わたしが来たのは、正しい人を招くためではなく、罪人を招くためである。
マルコ2章17節(参考聖書箇所同書2章13〜17節)
イエスが徴税人や罪人と食事を共にされているのを見てファリサイ派が非難したことにイエスが答えられた言葉です。 一九世紀末、南ドイツのルーテル教会の牧師ブルームハルトはこう申しました。「キリスト教会は過失のないものでありたいと思い、事柄を頭でこねあげ、偉大なもの、気の利いたものであろうとし、人間の言葉で神の国を作ろうとしている。天にいます主イエスだけを崇めるのは何と容易いことであろう。
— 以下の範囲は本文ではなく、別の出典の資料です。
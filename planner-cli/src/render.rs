//! Terminal rendering for planner types.
//!
//! Extension traits that add colored output to planner-core types using
//! owo_colors.

use owo_colors::OwoColorize;
use planner_core::catalog::{Day, MeetingTime, Section};
use planner_core::palette::hex_rgb;
use planner_core::schedule::{ScheduleBlock, WeeklySchedule};
use planner_core::selection::{SelectionEntry, Toggled};
use planner_core::time_format::format_time;

/// Extension trait for terminal rendering with colors.
pub trait Render {
    fn render(&self) -> String;
}

/// Paint `text` in a palette color. Tokens that aren't `#rrggbb` are
/// printed next to the text instead.
pub fn paint(color: &str, text: &str) -> String {
    match hex_rgb(color) {
        Some((r, g, b)) => text.truecolor(r, g, b).to_string(),
        None => format!("{} ({})", text, color.dimmed()),
    }
}

/// A two-cell color swatch.
pub fn swatch(color: &str) -> String {
    match hex_rgb(color) {
        Some((r, g, b)) => "  ".on_truecolor(r, g, b).to_string(),
        None => format!("[{}]", color),
    }
}

/// `U M T W R F S` with meeting days highlighted.
fn render_days(meeting: &MeetingTime) -> String {
    Day::ALL
        .iter()
        .map(|day| {
            let letter = day.letter().to_string();
            if meeting.meets_on(*day) {
                letter.bold().to_string()
            } else {
                letter.dimmed().to_string()
            }
        })
        .collect::<Vec<_>>()
        .join(" ")
}

impl Render for MeetingTime {
    fn render(&self) -> String {
        let start = format_time(Some(self.start_time.as_str())).unwrap_or_default();
        let end = format_time(Some(self.end_time.as_str())).unwrap_or_default();
        let location = self.location().unwrap_or_else(|| "-".to_string());

        format!(
            "{:<12} {:>8} - {:<8}  {}",
            location,
            start,
            end,
            render_days(self)
        )
    }
}

impl Render for Section {
    fn render(&self) -> String {
        let mut lines = vec![format!(
            "{} {} {}",
            self.status.code.dimmed(),
            self.title().bold(),
            format!("[{}]", self.crn).dimmed()
        )];

        let method = self
            .instructional_method
            .as_ref()
            .map(|m| m.name.as_str())
            .unwrap_or("-");
        lines.push(format!(
            "   {}  {}  {} - {} ({})",
            self.campus.code,
            self.enrollment_summary(),
            self.part_of_term.name,
            self.delivery_type.name,
            method
        ));

        for meeting in &self.meeting_times {
            lines.push(format!("   {}", meeting.render()));
        }

        if let Some(instructor) = self.primary_instructor() {
            lines.push(format!("   {}", instructor.to_string().dimmed()));
        }

        lines.join("\n")
    }
}

impl Render for SelectionEntry<Section> {
    fn render(&self) -> String {
        let section = self.payload();
        format!(
            "{} {} {}",
            swatch(self.color()),
            paint(self.color(), &section.title()),
            format!("[{}]", section.crn).dimmed()
        )
    }
}

impl Render for ScheduleBlock {
    fn render(&self) -> String {
        format!(
            "{}-{}  {}",
            self.start,
            self.end,
            paint(&self.color, &self.title)
        )
    }
}

impl Render for WeeklySchedule {
    fn render(&self) -> String {
        if self.is_empty() {
            return "   Nothing scheduled".dimmed().to_string();
        }

        let mut lines = Vec::new();
        for (day, blocks) in self.days() {
            if blocks.is_empty() {
                continue;
            }
            lines.push(day.to_string().bold().to_string());
            lines.extend(blocks.iter().map(|b| format!("   {}", b.render())));
        }
        lines.join("\n")
    }
}

/// `+ title` for an added section, `- title` for a removed one.
pub fn render_toggle(toggled: &Toggled, section: &Section) -> String {
    match toggled {
        Toggled::Added(color) => format!("{} {}", "+".green(), paint(color, &section.title())),
        Toggled::Removed(_) => format!("{} {}", "-".red(), section.title().red()),
    }
}

/// Simple pluralization helper
pub fn pluralize(word: &str, count: usize) -> String {
    if count == 1 {
        word.to_string()
    } else {
        format!("{}s", word)
    }
}
//! Display colors for selected sections.

use std::collections::HashSet;

use crate::constants::{DEFAULT_OVERFLOW_COLOR, DEFAULT_PALETTE};
use crate::error::{PlannerError, PlannerResult};

/// An ordered set of color tokens plus the overflow color handed out once
/// every palette color is taken.
///
/// Tokens are opaque strings (usually `#rrggbb`). The overflow color is the
/// only one that may be assigned to several sections at once.
#[derive(Debug, Clone, PartialEq, Eq)]
pub struct Palette {
    colors: Vec<String>,
    overflow: String,
}

impl Palette {
    /// Build a palette, rejecting empty or duplicate tokens and an overflow
    /// color that is also a palette color.
    pub fn new(colors: Vec<String>, overflow: impl Into<String>) -> PlannerResult<Self> {
        let overflow = overflow.into();

        if colors.is_empty() {
            return Err(PlannerError::InvalidPalette(
                "palette must contain at least one color".into(),
            ));
        }

        if overflow.is_empty() || colors.iter().any(|c| c.is_empty()) {
            return Err(PlannerError::InvalidPalette(
                "color tokens must not be empty".into(),
            ));
        }

        let mut seen = HashSet::new();
        if let Some(dup) = colors.iter().find(|c| !seen.insert(c.as_str())) {
            return Err(PlannerError::InvalidPalette(format!(
                "color '{}' appears more than once",
                dup
            )));
        }

        if seen.contains(overflow.as_str()) {
            return Err(PlannerError::InvalidPalette(format!(
                "default color '{}' is also a palette color",
                overflow
            )));
        }

        Ok(Palette { colors, overflow })
    }

    pub fn colors(&self) -> &[String] {
        &self.colors
    }

    pub fn overflow(&self) -> &str {
        &self.overflow
    }

    pub fn len(&self) -> usize {
        self.colors.len()
    }

    pub fn is_empty(&self) -> bool {
        self.colors.is_empty()
    }

    /// First palette color not in `in_use`, or the overflow color.
    pub fn next_free<S: AsRef<str>>(&self, in_use: &[S]) -> &str {
        self.colors
            .iter()
            .map(String::as_str)
            .find(|color| !in_use.iter().any(|used| used.as_ref() == *color))
            .unwrap_or(self.overflow.as_str())
    }
}

impl Default for Palette {
    fn default() -> Self {
        Palette {
            colors: DEFAULT_PALETTE.iter().map(|c| c.to_string()).collect(),
            overflow: DEFAULT_OVERFLOW_COLOR.to_string(),
        }
    }
}

/// Parse a `#rrggbb` token into its RGB components.
pub fn hex_rgb(token: &str) -> Option<(u8, u8, u8)> {
    let hex = token.strip_prefix('#')?;
    if hex.len() != 6 || !hex.bytes().all(|b| b.is_ascii_hexdigit()) {
        return None;
    }

    let channel = |i: usize| u8::from_str_radix(&hex[i..i + 2], 16).ok();
    Some((channel(0)?, channel(2)?, channel(4)?))
}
イエスは罪人と結び合ったままで、崇められることを欲したもう」(子ブルームハルトの言葉:トゥルナイゼン著作集六巻 新教出版社)。 この言葉から、わたしたちはキリストの働き場である教会をあまりにも奇麗な場所に仕立て上げ過ぎてはいないかとの反省を促されます。教会ではまちがいのないことを語り、善意に基づく行いを心掛けていなければならない、とすることが常識と考えているなら、この主の言葉を今一度噛みしめてみる必要があると思われます。「イエスは罪人と結び合ったままで、崇められることを欲したもう」とは、どこがキリストの働き場であるかを最もよく教えるものです。